District Attorney Ray Tierney said, Randolph is a "serial drunk driver who had no regard for anyone’s life, including his own."
“The fact that he was able to be out on the street with a pending charge for not using a court-mandated ignition interlock device before driving is beyond comprehensible," he said. "The entire purpose of an ignition interlock device is to keep drunk drivers off the road. I hope this lengthy prison sentence provides the victim’s family with some measure of justice after such a senseless and avoidable crime.”
Randolph was convicted in February of multiple charges, including aggravated vehicular homicide, manslaughter, and second-degree assault.

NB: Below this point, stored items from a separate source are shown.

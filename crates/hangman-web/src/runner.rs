use hangman_engine::{
    CatalogError, DisplayConfig, EventRecord, GlyphBuffer, GuessOutcome, InputEvent, InputQueue,
    PhraseCatalog, PhraseDisplay, PhraseSection, SessionError, SessionState, Settings,
    StandardSession,
};

const DEFAULT_SEED: u64 = 0x9E37_79B9;

/// Drives one hangman session from the host's frame loop.
///
/// The host pushes input between frames and calls [`SessionRunner::tick`] once
/// per frame; after the tick the glyph and event buffers describe the frame.
pub struct SessionRunner {
    session: StandardSession,
    settings: Settings,
    input: InputQueue,
    glyphs: GlyphBuffer,
    /// Events emitted during the last frame, packed for flat reads.
    events: Vec<EventRecord>,
    last_outcome: Option<GuessOutcome>,
}

impl SessionRunner {
    /// Wrap a fresh standard session. `scenario_parts` sizes the failure scenario.
    pub fn new(settings: Settings, display: DisplayConfig, scenario_parts: u32) -> Self {
        let session = StandardSession::standard(PhraseDisplay::new(display), scenario_parts)
            .with_settings(settings.clone())
            .with_seed(DEFAULT_SEED);
        Self {
            session,
            settings,
            input: InputQueue::new(),
            glyphs: GlyphBuffer::new(),
            events: Vec::with_capacity(8),
            last_outcome: None,
        }
    }

    /// Build from JSON documents. An empty display document uses the default display.
    pub fn from_json(
        settings_json: &str,
        display_json: &str,
        scenario_parts: u32,
    ) -> Result<Self, serde_json::Error> {
        let settings = Settings::from_json(settings_json)?;
        let display = if display_json.trim().is_empty() {
            DisplayConfig::default()
        } else {
            DisplayConfig::from_json(display_json)?
        };
        Ok(Self::new(settings, display, scenario_parts))
    }

    /// Seed the session's phrase selection.
    pub fn with_seed(mut self, seed: u64) -> Self {
        self.session = self.session.with_seed(seed);
        self
    }

    /// Append the lists of a phrase catalog to the settings used by the next start.
    /// Returns the number of lists added.
    pub fn load_catalog(&mut self, json: &str) -> Result<usize, CatalogError> {
        let lists = PhraseCatalog::from_json(json)?.into_lists();
        let added = lists.len();
        self.settings.phrase_lists.extend(lists);
        Ok(added)
    }

    /// Start a session with the current settings and fill the frame buffers.
    pub fn start(&mut self) -> Result<(), SessionError> {
        self.events.clear();
        let started = self.session.start_with(self.settings.clone());
        self.sync_buffers();
        started
    }

    /// Queue a command for the next tick.
    pub fn push_input(&mut self, event: InputEvent) {
        self.input.push(event);
    }

    /// Run one frame: apply queued input in order, tick the session, rebuild buffers.
    pub fn tick(&mut self, dt: f32) {
        self.events.clear();
        for event in self.input.drain() {
            self.apply(event);
        }
        self.session.tick(dt);
        self.sync_buffers();
    }

    fn apply(&mut self, event: InputEvent) {
        match event {
            // Guesses queued behind the one that settled the session are dropped.
            InputEvent::Guess(letter) if self.session.is_settled() => {
                log::debug!("Dropping guess '{letter}': session already settled");
                self.last_outcome = Some(GuessOutcome::Ignored);
            }
            InputEvent::Guess(letter) => {
                self.last_outcome = Some(self.session.guess(letter));
            }
            InputEvent::Pause => self.session.pause(),
            InputEvent::Resume => self.session.resume(),
            InputEvent::Restart => {
                if let Err(err) = self.session.restart(Some(self.settings.clone())) {
                    log::warn!("Restart failed: {err}");
                }
            }
            InputEvent::ForceFinish => self.session.force_finish(),
        }
    }

    fn sync_buffers(&mut self) {
        self.glyphs.rebuild(self.session.phrase_section().slots());
        self.events
            .extend(self.session.drain_events().iter().map(EventRecord::from));
    }

    /// The session being driven.
    pub fn session(&self) -> &StandardSession {
        &self.session
    }

    /// Current session state.
    pub fn state(&self) -> SessionState {
        self.session.state()
    }

    /// Outcome of the most recent guess applied by a tick.
    pub fn last_outcome(&self) -> Option<GuessOutcome> {
        self.last_outcome
    }

    /// A hint for the current phrase, if it has any.
    pub fn hint(&mut self) -> Option<String> {
        self.session.hint().map(str::to_owned)
    }

    /// Theme header text, when the display shows it.
    pub fn theme(&self) -> Option<String> {
        self.session.phrase_section().theme().map(str::to_owned)
    }

    /// Letters of the keys still on the panel.
    pub fn letters(&self) -> String {
        self.session.letter_section().letters()
    }

    /// The phrase as the player sees it, `_` for hidden letters.
    pub fn masked(&self) -> String {
        self.session.phrase_section().masked()
    }

    /// Wrong guesses still allowed.
    pub fn lives_remaining(&self) -> u32 {
        self.session.scenario().remaining()
    }

    /// Session clock time in seconds.
    pub fn elapsed_seconds(&self) -> f64 {
        self.session.elapsed_seconds()
    }

    // ---- Pointer accessors for host reads ----

    /// Raw pointer to glyph instance floats.
    pub fn glyphs_ptr(&self) -> *const f32 {
        self.glyphs.instances_ptr()
    }

    /// Number of glyph instances.
    pub fn glyph_count(&self) -> u32 {
        self.glyphs.instance_count()
    }

    /// Glyph instances as a flat float slice.
    pub fn glyph_floats(&self) -> &[f32] {
        self.glyphs.as_floats()
    }

    /// Raw pointer to this frame's event records.
    pub fn events_ptr(&self) -> *const f32 {
        self.events.as_ptr() as *const f32
    }

    /// Number of event records this frame.
    pub fn events_len(&self) -> u32 {
        self.events.len() as u32
    }

    /// This frame's event records.
    pub fn events(&self) -> &[EventRecord] {
        &self.events
    }
}

/// Numeric state code for hosts: 0 idle, 1 active, 2 paused, 3 finished.
pub fn state_code(state: SessionState) -> u32 {
    match state {
        SessionState::Idle => 0,
        SessionState::Active => 1,
        SessionState::Paused => 2,
        SessionState::Finished => 3,
    }
}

At the time of the crash, Randolph while he had a pending Nassau County misdemeanor charge of circumvention of an ignition interlock device. The device can be imposed after a driving while intoxicated conviction and requires a motorist to blow into an instrument to determine if they have been drinking.
Randolph has a lengthy criminal history that includes 12 prior criminal convictions, six of which are felonies, and multiple prior felony and misdemeanor driving while intoxicated convictions.
He was convicted of felony driving while intoxicated in both 2016 and 2018, and misdemeanor driving while intoxicated in 2011.
Additionally, in 2003, he was sentenced to six to 12 years in prison for felony criminal sale of a controlled substance in or near school grounds. He also has prior convictions for felony assault from 1998, and attempted robbery from 1997.
Patch has reached out to his attorney, Joseph Hansche of Sayville, for comment.